### Directions for this task:
The data shown below should all be retyped exactly.

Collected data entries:
use chrono::{Duration, Utc};
use jsonwebtoken::{encode, EncodingKey, Header};
use once_cell::sync::Lazy;
use reqwest::{Client, Method, Response};
use secrecy::ExposeSecret;
use sqlx::{Connection, Executor, PgConnection, PgPool};
use std::net::TcpListener;
use uuid::Uuid;

use tournament_backend::config::settings::{get_config, get_jwt_settings, DatabaseSettings};
use tournament_backend::models::user::UserRole;
use tournament_backend::run;
use tournament_backend::telemetry::{get_subscriber, init_subscriber};
use tournament_backend::Claims;

// Ensure that the `tracing` stack is only initialised once using `once_cell`
static TRACING: Lazy<()> = Lazy::new(|| {
    let default_filter_level = "info".to_string();
    let subscriber_name = "test".to_string();

    if std::env::var("TEST_LOG").is_ok() {
        let subscriber = get_subscriber(subscriber_name, default_filter_level, std::io::stdout);
        init_subscriber(subscriber);
    } else {
        let subscriber = get_subscriber(subscriber_name, default_filter_level, std::io::sink);
        init_subscriber(subscriber);
    }
});

pub struct TestApp {
    pub address: String,
    pub db_pool: PgPool,
    pub jwt_secret: String,
}

impl TestApp {
    /// Mint an access token the way the identity provider would.
    pub fn token_for(&self, role: UserRole) -> String {
        let claims = Claims {
            sub: Uuid::new_v4().to_string(),
            username: format!("{}{}", role, &Uuid::new_v4().to_string()[..8]),
            role,
            exp: (Utc::now() + Duration::hours(1)).timestamp() as usize,
        };
        encode(
            &Header::default(),
            &claims,
            &EncodingKey::from_secret(self.jwt_secret.as_bytes()),
        )
        .expect("Failed to encode token")
    }

    pub fn organizer_token(&self) -> String {
        self.token_for(UserRole::Organizer)
    }
}

pub async fn spawn_app() -> TestApp {
    // The first time `initialize` is invoked the code in `TRACING` is executed.
    // All other invocations will instead skip execution.
    Lazy::force(&TRACING);

    let listener = TcpListener::bind("127.0.0.1:0").expect("Failed to bind random port");
    // Get port assigned by the OS
    let port = listener.local_addr().unwrap().port();
    let address = format!("http://127.0.0.1:{}", port);

    let mut configuration = get_config().expect("Failed to read configuration.");
    configuration.database.db_name = Uuid::new_v4().to_string();
    // A fixed DATABASE_URL would point every test at the same database
    configuration.database.db_url = None;
    let connection_pool = configure_db(&configuration.database).await;

    let jwt_settings = get_jwt_settings(&configuration);
    let jwt_secret = jwt_settings.secret.expose_secret().to_string();

    let server = run(
        listener,
        connection_pool.clone(),
        jwt_settings,
        configuration.application.allowed_origins,
    )
    .expect("Failed to bind address");
    // Launch the server as a background task
    let _ = tokio::spawn(server);

    TestApp {
        address,
        db_pool: connection_pool,
        jwt_secret,
    }
}

pub async fn configure_db(config: &DatabaseSettings) -> PgPool {
    // Create database
    let mut connection = PgConnection::connect(config.connection_string_without_db().expose_secret())
        .await
        .expect("Failed to connect to Postgres");
    connection
        .execute(format!(r#"CREATE DATABASE "{}";"#, config.db_name).as_str())
        .await
        .expect("Failed to create database.");

    // Migrate database
    let connection_pool = PgPool::connect(config.connection_string().expose_secret())
        .await
        .expect("Failed to connect to Postgres.");
    sqlx::migrate!("./migrations")
        .run(&connection_pool)
        .await
        .expect("Failed to migrate the database");

    connection_pool
}

pub async fn make_authenticated_request(
    client: &Client,
    method: Method,
    url: &str,
    token: &str,
    body: Option<serde_json::Value>,
) -> Response {
    let mut request = client
        .request(method, url)
        .header("Authorization", format!("Bearer {}", token));

    if let Some(json_body) = body {
        request = request.json(&json_body);
    }

    request.send().await.expect("Failed to execute request")
}
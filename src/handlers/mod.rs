pub mod backend_health_handler;
pub mod catalog_handler;
pub mod participation_handler;
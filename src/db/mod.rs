pub mod catalog_queries;
pub mod helpers;
pub mod participation_queries;

pub use catalog_queries::CatalogQueries;
pub use participation_queries::PgParticipationStore;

### Exercise response:
use chrono::{Duration, Utc};
use jsonwebtoken::{encode, EncodingKey, Header};
use once_cell::sync::Lazy;
use reqwest::{Client, Method, Response};
use secrecy::ExposeSecret;
use sqlx::{Connection, Executor, PgConnection, PgPool};
use std::net::TcpListener;
use uuid::Uuid;

use tournament_backend::config::settings::{get_config, get_jwt_settings, DatabaseSettings};
use tournament_backend::models::user::UserRole;
use tournament_backend::run;
use tournament_backend::telemetry::{get_subscriber, init_subscriber};
use tournament_backend::Claims;

// Ensure that the `tracing` stack is only initialised once using `once_cell`
static TRACING: Lazy<()> = Lazy::new(|| {
    let default_filter_level = "info".to_string();
    let subscriber_name = "test".to_string();

    if std::env::var("TEST_LOG").is_ok() {
        let subscriber = get_subscriber(subscriber_name, default_filter_level, std::io::stdout);
        init_subscriber(subscriber);
    } else {
        let subscriber = get_subscriber(subscriber_name, default_filter_level, std::io::sink);
        init_subscriber(subscriber);
    }
});

pub struct TestApp {
    pub address: String,
    pub db_pool: PgPool,
    pub jwt_secret: String,
}

impl TestApp {
    /// Mint an access token the way the identity provider would.
    pub fn token_for(&self, role: UserRole) -> String {
        let claims = Claims {
            sub: Uuid::new_v4().to_string(),
            username: format!("{}{}", role, &Uuid::new_v4().to_string()[..8]),
            role,
            exp: (Utc::now() + Duration::hours(1)).timestamp() as usize,
        };
        encode(
            &Header::default(),
            &claims,
            &EncodingKey::from_secret(self.jwt_secret.as_bytes()),
        )
        .expect("Failed to encode token")
    }

    pub fn organizer_token(&self) -> String {
        self.token_for(UserRole::Organizer)
    }
}

pub async fn spawn_app() -> TestApp {
    // The first time `initialize` is invoked the code in `TRACING` is executed.
    // All other invocations will instead skip execution.
    Lazy::force(&TRACING);

    let listener = TcpListener::bind("127.0.0.1:0").expect("Failed to bind random port");
    // Get port assigned by the OS
    let port = listener.local_addr().unwrap().port();
    let address = format!("http://127.0.0.1:{}", port);

    let mut configuration = get_config().expect("Failed to read configuration.");
    configuration.database.db_name = Uuid::new_v4().to_string();
    // A fixed DATABASE_URL would point every test at the same database
    configuration.database.db_url = None;
    let connection_pool = configure_db(&configuration.database).await;

    let jwt_settings = get_jwt_settings(&configuration);
    let jwt_secret = jwt_settings.secret.expose_secret().to_string();

    let server = run(
        listener,
        connection_pool.clone(),
        jwt_settings,
        configuration.application.allowed_origins,
    )
    .expect("Failed to bind address");
    // Launch the server as a background task
    let _ = tokio::spawn(server);

    TestApp {
        address,
        db_pool: connection_pool,
        jwt_secret,
    }
}

pub async fn configure_db(config: &DatabaseSettings) -> PgPool {
    // Create database
    let mut connection = PgConnection::connect(config.connection_string_without_db().expose_secret())
        .await
        .expect("Failed to connect to Postgres");
    connection
        .execute(format!(r#"CREATE DATABASE "{}";"#, config.db_name).as_str())
        .await
        .expect("Failed to create database.");

    // Migrate database
    let connection_pool = PgPool::connect(config.connection_string().expose_secret())
        .await
        .expect("Failed to connect to Postgres.");
    sqlx::migrate!("./migrations")
        .run(&connection_pool)
        .await
        .expect("Failed to migrate the database");

    connection_pool
}

pub async fn make_authenticated_request(
    client: &Client,
    method: Method,
    url: &str,
    token: &str,
    body: Option<serde_json::Value>,
) -> Response {
    let mut request = client
        .request(method, url)
        .header("Authorization", format!("Bearer {}", token));

    if let Some(json_body) = body {
        request = request.json(&json_body);
    }

    request.send().await.expect("Failed to execute request")
}
filename src/handlers/mod.rs
pub mod backend_health_handler;
pub mod catalog_handler;
pub mod participation_handler;
filename src/db/mod.rs
pub mod catalog_queries;
pub mod helpers;
pub mod participation_queries;

pub use catalog_queries::CatalogQueries;
pub use participation_queries::PgParticipationStore;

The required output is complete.